The leucotriene C4 binding sites in multidrug resistance protein 1 (ABCC1) include the first membrane multiple spanning domain

The multiple drug resistance protein 1 (MRP1 or ABCC1) transports anticancer drugs and normal cell metabolites. Leucotriene C 4 (LTC 4 ) is one of the highest affinity substrates of MRP1. In this study, we have synthesizedand characterized a novel photoreactive azido analogue of LTC 4 (AALTC 4 ). The specificity of AALTC 4 binding to MRP1 was confirmed using an LTC 4 -specific monoclonal antibody. Moreover, binding with radioiodinated [ 1 2 5 I]AALTC 4 (or IAALTC 4 ) to MRP1 was dramatically competed with unmodified LTC 4 and to a lesser degree by glutathione (GSH). Oxidized glutathione (GSSG) slightly increased IAALTC 4 binding to MRP1, while MK571, verapamil, and vincristine inhibited IAALTC 4 binding to MRP1. Using AALTC 4 together with a panel of epitope-specific and LTC 4 -specific monoclonal antibodies, we identified LTC 4 binding sites in MRP1. Western blotting of large tryptic fragments of MRP1 with three well-characterized epitope-specific mAbs (MRPrl, QCRL1, and MRPm6) showed LTC 4 binding in both the N- and C-terminal halves of MRP1. Furthermore, a peptide corresponding to the N-terminal membrane-spanning domain of MRP1 (MSD0) was photoaffinity labeled by AALTC 4 , indicating that MSD0 contains an LTC 4 binding site.
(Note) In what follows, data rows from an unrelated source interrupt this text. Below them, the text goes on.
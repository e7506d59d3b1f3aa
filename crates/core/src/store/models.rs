use std::collections::BTreeMap;

use chrono::{DateTime, Utc};
use serde::Serialize;

use crate::models::{GameRecord, GameType};

/// A game as stored in the catalogue database.
#[derive(Debug, Clone, PartialEq, Serialize)]
pub struct GameRow {
    /// Row id.
    pub id: i64,
    /// Unique URL slug.
    pub slug: String,
    /// Deduplication key the row was imported under.
    pub identity_key: String,
    /// Detail page the game was scraped from.
    pub source_url: String,
    /// Display title.
    pub title: String,
    /// Description, possibly empty.
    pub description: String,
    /// Thumbnail image, if one was found.
    pub thumbnail_url: Option<String>,
    /// URL loaded in the player iframe.
    pub embed_url: String,
    /// Engine inferred from the embed URL.
    pub game_type: Option<GameType>,
    /// Category display name.
    pub category_name: String,
    /// Category slug.
    pub category_slug: String,
    /// Descriptive and standard tags.
    pub tags: Vec<String>,
    /// Feature labels.
    pub features: Vec<String>,
    /// Key to action map.
    pub controls: BTreeMap<String, String>,
    /// Recorded plays.
    pub total_plays: i64,
    /// Among the most recently added games.
    pub is_new: bool,
    /// When the game first entered the collection.
    pub added_at: DateTime<Utc>,
}

impl GameRow {
    /// Convert back into a collection record carrying the assigned slug.
    pub fn to_record(&self) -> GameRecord {
        GameRecord {
            source_url: self.source_url.clone(),
            slug: Some(self.slug.clone()),
            title: self.title.clone(),
            description: self.description.clone(),
            thumbnail_url: self.thumbnail_url.clone(),
            embed_url: Some(self.embed_url.clone()),
            category: Some(self.category_name.clone()),
            game_type: self.game_type,
            tags: self.tags.clone(),
            features: self.features.clone(),
            controls: self.controls.clone(),
            added_at: Some(self.added_at),
        }
    }
}

/// Ordering applied to listings.
#[derive(Debug, Clone, Copy, Default, PartialEq, Eq)]
pub enum SortOrder {
    /// Most played first.
    #[default]
    Popular,
    /// Most recently added first.
    Newest,
    /// Alphabetical by title.
    Name,
}

impl std::str::FromStr for SortOrder {
    type Err = String;

    fn from_str(value: &str) -> Result<Self, Self::Err> {
        match value.trim().to_ascii_lowercase().as_str() {
            "popular" => Ok(SortOrder::Popular),
            "newest" => Ok(SortOrder::Newest),
            "name" => Ok(SortOrder::Name),
            other => Err(format!("unknown sort order `{other}` (popular, newest, name)")),
        }
    }
}

/// Listing filters and pagination.
#[derive(Debug, Clone)]
pub struct GameQuery {
    /// Category slug; `all` or `None` disables the filter.
    pub category: Option<String>,
    /// Case-insensitive text match on title/description, or exact tag.
    pub search: Option<String>,
    /// Only games currently flagged as new.
    pub new_only: bool,
    /// Result ordering.
    pub sort: SortOrder,
    /// 1-based page number.
    pub page: u32,
    /// Page size, clamped to [`MAX_PER_PAGE`].
    pub per_page: u32,
}

impl Default for GameQuery {
    fn default() -> Self {
        Self {
            category: None,
            search: None,
            new_only: false,
            sort: SortOrder::default(),
            page: 1,
            per_page: DEFAULT_PER_PAGE,
        }
    }
}

/// Page size used when none is requested.
pub const DEFAULT_PER_PAGE: u32 = 20;
/// Largest accepted page size.
pub const MAX_PER_PAGE: u32 = 100;

/// One page of results.
#[derive(Debug, Clone, Serialize)]
pub struct Page<T> {
    /// Rows on this page.
    pub items: Vec<T>,
    /// 1-based page number.
    pub page: u32,
    /// Effective page size.
    pub per_page: u32,
    /// Rows matching the query across all pages.
    pub total: u64,
    /// Number of pages.
    pub pages: u64,
    /// A later page exists.
    pub has_next: bool,
    /// An earlier page exists.
    pub has_prev: bool,
}

impl<T> Page<T> {
    pub(crate) fn new(items: Vec<T>, page: u32, per_page: u32, total: u64) -> Self {
        let pages = total.div_ceil(u64::from(per_page));
        Self {
            items,
            page,
            per_page,
            total,
            pages,
            has_next: u64::from(page) < pages,
            has_prev: page > 1,
        }
    }
}

/// A category with its number of active games.
#[derive(Debug, Clone, PartialEq, Eq, Serialize)]
pub struct CategoryCount {
    /// Row id.
    pub id: i64,
    /// Display name.
    pub name: String,
    /// URL slug.
    pub slug: String,
    /// Active games in the category.
    pub games: u64,
}

/// Aggregate catalogue numbers.
#[derive(Debug, Clone, Serialize)]
pub struct CatalogStats {
    /// Active games.
    pub total_games: u64,
    /// Plays across all active games.
    pub total_plays: i64,
    /// Active games flagged as new.
    pub new_games: u64,
    /// Most played games, at most five.
    pub popular: Vec<GameRow>,
}

/// Play history of a single game.
#[derive(Debug, Clone, Copy, PartialEq, Serialize)]
pub struct GamePlayStats {
    /// Game the plays belong to.
    pub game_id: i64,
    /// Recorded play sessions.
    pub plays: u64,
    /// Sum of session lengths in seconds.
    pub total_duration_secs: u64,
    /// Mean session length in seconds, zero without plays.
    pub average_duration_secs: f64,
}

/// Result of importing a collection.
#[derive(Debug, Clone, Copy, Default, PartialEq, Eq, Serialize)]
pub struct ImportSummary {
    /// Rows created.
    pub inserted: usize,
    /// Records that already had a row.
    pub existing: usize,
    /// Records without a usable embed URL.
    pub rejected: usize,
    /// Active rows after the import.
    pub total: usize,
}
Higher resolution mapping of additional LTC 4 binding sites was obtained using eight MRP1 variants with each containing hemaglutanin A (HA) epitopes at different sites (at amino acid 4, 163, 271, 574, 653, 938, 1001, or 1222). MRP1 variants were photoaffinity labeled with IAALTC 4 and digested with trypsin to isolate specific regions of MRP1 that interact with LTC 4 . These results confirmed that sequences in MSD0 interact with IAALTC 4 . Other regions that were photoaffinity labeled by IAALTC 4 include TM 10-11, TM 16-17, and TM 12, shown previously to encode MRP1 drug binding site(s). Together, our results show a high-resolution map of LTC 4 binding domains in MRP1 and provide the first direct evidence for LTC 4 binding within MSD0.